Twenty-two strains of B. infantis isolated from infant feces were studied in vitro for their ability to grow using 0.5% commercial GOS as the sole carbohydrate source. All isolates excepting SC97 showed a moderate to vigorous growth on GOS (Fig. 1). We also analyzed the supernatants of the fermentations in TLC plates (Fig. 2). All isolates were able to deplete the small amount of mono- and disaccharides found in commercial GOS, and DP3 was also consumed to a great extent. In general, disappearance of individual GOS with DP >3 was correlated with a higher final OD600, and conversely lower growth on GOS was related to a lack of consumption of larger GOS. For example, strains SC30, SC145 and UCD302 displayed the higher OD values on GOS and a noticeable reduction in all DP compared to the control with no bacteria added (Fig. 2).

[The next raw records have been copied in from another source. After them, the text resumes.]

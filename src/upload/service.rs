use super::{HttpTransport, Transport, UploadForm};
use crate::error::describe_chain;
use crate::models::{Config, UploadOutcome, UploadRequest};
use crate::{Error, Result};
use std::sync::Arc;
use tokio::runtime::Handle;
use tokio::sync::oneshot;
use tokio::task::JoinHandle;
use tracing::{info, warn};

/// Performs one multipart upload per call and reports a single outcome.
///
/// Any 2xx response is a success. Other statuses become
/// `Failure { reason: "Server error: <code>" }`, and transport errors become a
/// failure carrying the error description. Nothing is retried.
#[derive(Clone)]
pub struct UploadService {
    transport: Arc<dyn Transport>,
    runtime: Option<Handle>,
}

impl UploadService {
    pub fn new(transport: Arc<dyn Transport>) -> Self {
        Self {
            transport,
            runtime: None,
        }
    }

    pub fn from_config(config: &Config) -> Result<Self> {
        let transport = HttpTransport::new(config.timeout)?;
        Ok(Self::new(Arc::new(transport)))
    }

    /// Spawn uploads on `handle` instead of the ambient runtime, so `submit`
    /// can be called from threads that are not inside tokio (a UI loop).
    pub fn with_runtime(mut self, handle: Handle) -> Self {
        self.runtime = Some(handle);
        self
    }

    /// Run the upload in place and return its outcome.
    pub async fn upload(&self, request: UploadRequest) -> UploadOutcome {
        let id = request.id();
        info!("Uploading {} to {}", id, request.destination());

        let outcome = match self.send(&request).await {
            Ok(status) if (200..300).contains(&status) => {
                UploadOutcome::Success { status_code: status }
            }
            Ok(status) => UploadOutcome::Failure {
                reason: format!("Server error: {}", status),
            },
            Err(e) => UploadOutcome::Failure {
                reason: failure_reason(&e),
            },
        };

        match &outcome {
            UploadOutcome::Success { status_code } => {
                info!("Upload {} completed with status {}", id, status_code)
            }
            UploadOutcome::Failure { reason } => warn!("Upload {} failed: {}", id, reason),
        }
        outcome
    }

    async fn send(&self, request: &UploadRequest) -> Result<u16> {
        let form = UploadForm::from_request(request).await?;
        self.transport.post_form(request.destination(), form).await
    }

    /// Start the upload without blocking and hand its outcome to `on_complete`.
    ///
    /// The upload runs on the runtime given to [`with_runtime`](Self::with_runtime),
    /// or on the caller's ambient tokio runtime. With neither available this
    /// returns [`Error::NoRuntime`] and `on_complete` is not called.
    ///
    /// Once spawned, the handler runs once, on the task that performed the
    /// upload. Dropping the returned handle does not cancel the upload.
    pub fn submit<F>(&self, request: UploadRequest, on_complete: F) -> Result<JoinHandle<()>>
    where
        F: FnOnce(UploadOutcome) + Send + 'static,
    {
        let handle = self.runtime_handle()?;
        let service = self.clone();
        Ok(handle.spawn(async move {
            let outcome = service.upload(request).await;
            on_complete(outcome);
        }))
    }

    /// Like [`submit`](Self::submit), but delivers the outcome over a channel
    /// for callers that must consume it on their own execution context.
    pub fn submit_channel(&self, request: UploadRequest) -> Result<oneshot::Receiver<UploadOutcome>> {
        let (tx, rx) = oneshot::channel();
        self.submit(request, move |outcome| {
            // Receiver dropped means the caller stopped caring about the outcome.
            let _ = tx.send(outcome);
        })?;
        Ok(rx)
    }

    fn runtime_handle(&self) -> Result<Handle> {
        match &self.runtime {
            Some(handle) => Ok(handle.clone()),
            None => Handle::try_current().map_err(|e| Error::NoRuntime(e.to_string())),
        }
    }
}

fn failure_reason(err: &Error) -> String {
    match err {
        Error::Io(e) => format!("could not read image: {}", describe_chain(e)),
        Error::Http(e) => describe_chain(e),
        other => other.to_string(),
    }
}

These results indicate that consumption of larger DP GOS is strain-dependent.

Fig. 1.

Fig. 1

In vitro growth of strains of B. infantis using 0.5% commercial GOS as the sole media carbon source.

Fig. 2.

Fig. 2

Analysis of the consumption of GOS by B. infantis isolates by TLC. Supernatants represent strains in Fig. 1, and a control prepared under the same conditions but with no bacteria added was included (GOS lane). Plates were run in n-butanol-acetic acid-water 2:1:1 and developed with α-naphthol. Numbers correspond to strains in Supplementary Table 1.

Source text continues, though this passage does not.